• [WHAT THE TASK ASKS]: Could you print the full listing below, keeping each line identical?

(Beginning of GIVEN INFORMATION)

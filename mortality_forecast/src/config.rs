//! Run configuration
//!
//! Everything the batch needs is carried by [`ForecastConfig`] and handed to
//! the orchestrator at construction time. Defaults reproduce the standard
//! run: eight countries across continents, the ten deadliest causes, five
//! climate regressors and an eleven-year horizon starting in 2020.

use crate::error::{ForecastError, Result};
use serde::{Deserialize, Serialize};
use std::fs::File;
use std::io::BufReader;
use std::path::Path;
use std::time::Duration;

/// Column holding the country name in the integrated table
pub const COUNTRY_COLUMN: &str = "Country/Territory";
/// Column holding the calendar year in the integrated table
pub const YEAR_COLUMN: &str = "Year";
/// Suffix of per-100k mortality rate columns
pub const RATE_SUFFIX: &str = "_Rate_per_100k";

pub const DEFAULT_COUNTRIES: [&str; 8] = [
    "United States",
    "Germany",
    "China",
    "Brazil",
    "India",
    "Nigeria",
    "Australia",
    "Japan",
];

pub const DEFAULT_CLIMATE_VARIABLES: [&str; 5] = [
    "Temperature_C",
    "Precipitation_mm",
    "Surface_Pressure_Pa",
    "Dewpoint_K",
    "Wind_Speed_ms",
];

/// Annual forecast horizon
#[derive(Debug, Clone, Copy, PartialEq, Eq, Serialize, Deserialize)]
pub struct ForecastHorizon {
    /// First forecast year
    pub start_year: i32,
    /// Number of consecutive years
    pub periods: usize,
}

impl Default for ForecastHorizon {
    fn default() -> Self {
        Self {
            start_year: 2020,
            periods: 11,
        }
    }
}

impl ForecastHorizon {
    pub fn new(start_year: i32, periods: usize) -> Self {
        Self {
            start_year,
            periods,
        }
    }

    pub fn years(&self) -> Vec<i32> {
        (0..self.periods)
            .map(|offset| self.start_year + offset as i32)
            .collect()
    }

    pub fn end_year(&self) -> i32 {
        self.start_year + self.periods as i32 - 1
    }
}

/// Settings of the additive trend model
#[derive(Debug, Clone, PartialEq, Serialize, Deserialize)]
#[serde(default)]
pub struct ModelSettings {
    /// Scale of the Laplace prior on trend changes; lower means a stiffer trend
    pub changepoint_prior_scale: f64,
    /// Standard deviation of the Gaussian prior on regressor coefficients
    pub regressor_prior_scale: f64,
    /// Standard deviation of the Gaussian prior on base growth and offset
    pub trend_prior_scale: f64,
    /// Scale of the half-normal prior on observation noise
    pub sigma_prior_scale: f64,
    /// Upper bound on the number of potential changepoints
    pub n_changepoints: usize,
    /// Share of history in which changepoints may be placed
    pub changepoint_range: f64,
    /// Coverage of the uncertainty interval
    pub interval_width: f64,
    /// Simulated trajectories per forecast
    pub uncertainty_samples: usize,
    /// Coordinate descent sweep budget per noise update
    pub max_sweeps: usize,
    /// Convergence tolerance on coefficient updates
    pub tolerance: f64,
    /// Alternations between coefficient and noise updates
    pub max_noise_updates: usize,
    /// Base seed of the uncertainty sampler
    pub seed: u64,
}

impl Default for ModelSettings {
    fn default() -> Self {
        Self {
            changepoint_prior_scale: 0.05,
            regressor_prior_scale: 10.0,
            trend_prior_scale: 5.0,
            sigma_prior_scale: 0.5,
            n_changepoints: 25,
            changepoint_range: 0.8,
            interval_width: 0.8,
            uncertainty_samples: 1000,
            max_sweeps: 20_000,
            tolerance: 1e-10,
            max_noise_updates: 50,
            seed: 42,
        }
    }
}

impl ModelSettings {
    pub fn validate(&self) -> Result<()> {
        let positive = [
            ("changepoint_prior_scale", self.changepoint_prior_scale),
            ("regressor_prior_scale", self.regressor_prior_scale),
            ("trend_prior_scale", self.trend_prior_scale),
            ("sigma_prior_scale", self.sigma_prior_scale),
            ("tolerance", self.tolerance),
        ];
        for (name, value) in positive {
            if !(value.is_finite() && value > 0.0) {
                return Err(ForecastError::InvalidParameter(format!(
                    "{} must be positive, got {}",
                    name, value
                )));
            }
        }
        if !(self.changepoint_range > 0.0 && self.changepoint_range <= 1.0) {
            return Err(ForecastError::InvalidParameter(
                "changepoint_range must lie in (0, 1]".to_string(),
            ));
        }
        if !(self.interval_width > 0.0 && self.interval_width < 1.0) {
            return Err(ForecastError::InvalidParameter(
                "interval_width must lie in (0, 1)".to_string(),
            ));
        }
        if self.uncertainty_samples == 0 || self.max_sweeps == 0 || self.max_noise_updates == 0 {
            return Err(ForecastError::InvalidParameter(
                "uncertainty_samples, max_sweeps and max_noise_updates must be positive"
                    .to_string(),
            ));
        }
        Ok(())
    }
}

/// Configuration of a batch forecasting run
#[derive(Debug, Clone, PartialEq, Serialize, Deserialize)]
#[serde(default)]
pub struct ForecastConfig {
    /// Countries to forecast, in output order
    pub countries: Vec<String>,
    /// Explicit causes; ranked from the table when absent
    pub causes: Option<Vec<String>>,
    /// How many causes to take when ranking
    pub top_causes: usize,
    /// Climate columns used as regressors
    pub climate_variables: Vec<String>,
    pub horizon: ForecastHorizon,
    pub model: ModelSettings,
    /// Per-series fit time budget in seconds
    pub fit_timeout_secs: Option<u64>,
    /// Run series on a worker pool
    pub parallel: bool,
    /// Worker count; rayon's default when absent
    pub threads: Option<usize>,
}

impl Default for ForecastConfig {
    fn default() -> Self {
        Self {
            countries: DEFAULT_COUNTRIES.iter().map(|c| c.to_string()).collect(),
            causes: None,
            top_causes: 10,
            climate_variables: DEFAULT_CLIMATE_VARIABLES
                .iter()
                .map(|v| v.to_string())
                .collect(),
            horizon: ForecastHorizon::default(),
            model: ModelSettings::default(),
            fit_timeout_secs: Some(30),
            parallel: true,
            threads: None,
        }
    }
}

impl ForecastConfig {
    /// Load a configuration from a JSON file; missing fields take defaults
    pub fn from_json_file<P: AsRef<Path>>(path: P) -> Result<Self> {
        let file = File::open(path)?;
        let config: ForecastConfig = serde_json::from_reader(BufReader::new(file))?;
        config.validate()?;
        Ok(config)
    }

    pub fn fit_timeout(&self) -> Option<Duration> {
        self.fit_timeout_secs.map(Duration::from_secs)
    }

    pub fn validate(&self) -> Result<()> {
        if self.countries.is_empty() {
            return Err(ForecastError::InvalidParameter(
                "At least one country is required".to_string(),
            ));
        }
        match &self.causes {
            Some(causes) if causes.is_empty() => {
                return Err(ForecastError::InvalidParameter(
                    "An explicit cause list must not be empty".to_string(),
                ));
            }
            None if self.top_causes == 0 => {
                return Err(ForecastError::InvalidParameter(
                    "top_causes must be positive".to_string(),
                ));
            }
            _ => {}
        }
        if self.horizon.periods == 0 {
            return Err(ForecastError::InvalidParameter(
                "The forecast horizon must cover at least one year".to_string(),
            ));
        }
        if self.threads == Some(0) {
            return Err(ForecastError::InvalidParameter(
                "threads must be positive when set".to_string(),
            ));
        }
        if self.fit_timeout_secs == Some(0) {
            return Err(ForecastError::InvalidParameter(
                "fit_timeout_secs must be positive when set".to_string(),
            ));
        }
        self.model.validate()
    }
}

(End of GIVEN INFORMATION)

• [ANSWER]:
filename mortality_forecast/src/config.rs
//! Run configuration
//!
//! Everything the batch needs is carried by [`ForecastConfig`] and handed to
//! the orchestrator at construction time. Defaults reproduce the standard
//! run: eight countries across continents, the ten deadliest causes, five
//! climate regressors and an eleven-year horizon starting in 2020.

use crate::error::{ForecastError, Result};
use serde::{Deserialize, Serialize};
use std::fs::File;
use std::io::BufReader;
use std::path::Path;
use std::time::Duration;

/// Column holding the country name in the integrated table
pub const COUNTRY_COLUMN: &str = "Country/Territory";
/// Column holding the calendar year in the integrated table
pub const YEAR_COLUMN: &str = "Year";
/// Suffix of per-100k mortality rate columns
pub const RATE_SUFFIX: &str = "_Rate_per_100k";

pub const DEFAULT_COUNTRIES: [&str; 8] = [
    "United States",
    "Germany",
    "China",
    "Brazil",
    "India",
    "Nigeria",
    "Australia",
    "Japan",
];

pub const DEFAULT_CLIMATE_VARIABLES: [&str; 5] = [
    "Temperature_C",
    "Precipitation_mm",
    "Surface_Pressure_Pa",
    "Dewpoint_K",
    "Wind_Speed_ms",
];

/// Annual forecast horizon
#[derive(Debug, Clone, Copy, PartialEq, Eq, Serialize, Deserialize)]
pub struct ForecastHorizon {
    /// First forecast year
    pub start_year: i32,
    /// Number of consecutive years
    pub periods: usize,
}

impl Default for ForecastHorizon {
    fn default() -> Self {
        Self {
            start_year: 2020,
            periods: 11,
        }
    }
}

impl ForecastHorizon {
    pub fn new(start_year: i32, periods: usize) -> Self {
        Self {
            start_year,
            periods,
        }
    }

    pub fn years(&self) -> Vec<i32> {
        (0..self.periods)
            .map(|offset| self.start_year + offset as i32)
            .collect()
    }

    pub fn end_year(&self) -> i32 {
        self.start_year + self.periods as i32 - 1
    }
}

/// Settings of the additive trend model
#[derive(Debug, Clone, PartialEq, Serialize, Deserialize)]
#[serde(default)]
pub struct ModelSettings {
    /// Scale of the Laplace prior on trend changes; lower means a stiffer trend
    pub changepoint_prior_scale: f64,
    /// Standard deviation of the Gaussian prior on regressor coefficients
    pub regressor_prior_scale: f64,
    /// Standard deviation of the Gaussian prior on base growth and offset
    pub trend_prior_scale: f64,
    /// Scale of the half-normal prior on observation noise
    pub sigma_prior_scale: f64,
    /// Upper bound on the number of potential changepoints
    pub n_changepoints: usize,
    /// Share of history in which changepoints may be placed
    pub changepoint_range: f64,
    /// Coverage of the uncertainty interval
    pub interval_width: f64,
    /// Simulated trajectories per forecast
    pub uncertainty_samples: usize,
    /// Coordinate descent sweep budget per noise update
    pub max_sweeps: usize,
    /// Convergence tolerance on coefficient updates
    pub tolerance: f64,
    /// Alternations between coefficient and noise updates
    pub max_noise_updates: usize,
    /// Base seed of the uncertainty sampler
    pub seed: u64,
}

impl Default for ModelSettings {
    fn default() -> Self {
        Self {
            changepoint_prior_scale: 0.05,
            regressor_prior_scale: 10.0,
            trend_prior_scale: 5.0,
            sigma_prior_scale: 0.5,
            n_changepoints: 25,
            changepoint_range: 0.8,
            interval_width: 0.8,
            uncertainty_samples: 1000,
            max_sweeps: 20_000,
            tolerance: 1e-10,
            max_noise_updates: 50,
            seed: 42,
        }
    }
}

impl ModelSettings {
    pub fn validate(&self) -> Result<()> {
        let positive = [
            ("changepoint_prior_scale", self.changepoint_prior_scale),
            ("regressor_prior_scale", self.regressor_prior_scale),
            ("trend_prior_scale", self.trend_prior_scale),
            ("sigma_prior_scale", self.sigma_prior_scale),
            ("tolerance", self.tolerance),
        ];
        for (name, value) in positive {
            if !(value.is_finite() && value > 0.0) {
                return Err(ForecastError::InvalidParameter(format!(
                    "{} must be positive, got {}",
                    name, value
                )));
            }
        }
        if !(self.changepoint_range > 0.0 && self.changepoint_range <= 1.0) {
            return Err(ForecastError::InvalidParameter(
                "changepoint_range must lie in (0, 1]".to_string(),
            ));
        }
        if !(self.interval_width > 0.0 && self.interval_width < 1.0) {
            return Err(ForecastError::InvalidParameter(
                "interval_width must lie in (0, 1)".to_string(),
            ));
        }
        if self.uncertainty_samples == 0 || self.max_sweeps == 0 || self.max_noise_updates == 0 {
            return Err(ForecastError::InvalidParameter(
                "uncertainty_samples, max_sweeps and max_noise_updates must be positive"
                    .to_string(),
            ));
        }
        Ok(())
    }
}

/// Configuration of a batch forecasting run
#[derive(Debug, Clone, PartialEq, Serialize, Deserialize)]
#[serde(default)]
pub struct ForecastConfig {
    /// Countries to forecast, in output order
    pub countries: Vec<String>,
    /// Explicit causes; ranked from the table when absent
    pub causes: Option<Vec<String>>,
    /// How many causes to take when ranking
    pub top_causes: usize,
    /// Climate columns used as regressors
    pub climate_variables: Vec<String>,
    pub horizon: ForecastHorizon,
    pub model: ModelSettings,
    /// Per-series fit time budget in seconds
    pub fit_timeout_secs: Option<u64>,
    /// Run series on a worker pool
    pub parallel: bool,
    /// Worker count; rayon's default when absent
    pub threads: Option<usize>,
}

impl Default for ForecastConfig {
    fn default() -> Self {
        Self {
            countries: DEFAULT_COUNTRIES.iter().map(|c| c.to_string()).collect(),
            causes: None,
            top_causes: 10,
            climate_variables: DEFAULT_CLIMATE_VARIABLES
                .iter()
                .map(|v| v.to_string())
                .collect(),
            horizon: ForecastHorizon::default(),
            model: ModelSettings::default(),
            fit_timeout_secs: Some(30),
            parallel: true,
            threads: None,
        }
    }
}

impl ForecastConfig {
    /// Load a configuration from a JSON file; missing fields take defaults
    pub fn from_json_file<P: AsRef<Path>>(path: P) -> Result<Self> {
        let file = File::open(path)?;
        let config: ForecastConfig = serde_json::from_reader(BufReader::new(file))?;
        config.validate()?;
        Ok(config)
    }

    pub fn fit_timeout(&self) -> Option<Duration> {
        self.fit_timeout_secs.map(Duration::from_secs)
    }

    pub fn validate(&self) -> Result<()> {
        if self.countries.is_empty() {
            return Err(ForecastError::InvalidParameter(
                "At least one country is required".to_string(),
            ));
        }
        match &self.causes {
            Some(causes) if causes.is_empty() => {
                return Err(ForecastError::InvalidParameter(
                    "An explicit cause list must not be empty".to_string(),
                ));
            }
            None if self.top_causes == 0 => {
                return Err(ForecastError::InvalidParameter(
                    "top_causes must be positive".to_string(),
                ));
            }
            _ => {}
        }
        if self.horizon.periods == 0 {
            return Err(ForecastError::InvalidParameter(
                "The forecast horizon must cover at least one year".to_string(),
            ));
        }
        if self.threads == Some(0) {
            return Err(ForecastError::InvalidParameter(
                "threads must be positive when set".to_string(),
            ));
        }
        if self.fit_timeout_secs == Some(0) {
            return Err(ForecastError::InvalidParameter(
                "fit_timeout_secs must be positive when set".to_string(),
            ));
        }
        self.model.validate()
    }
}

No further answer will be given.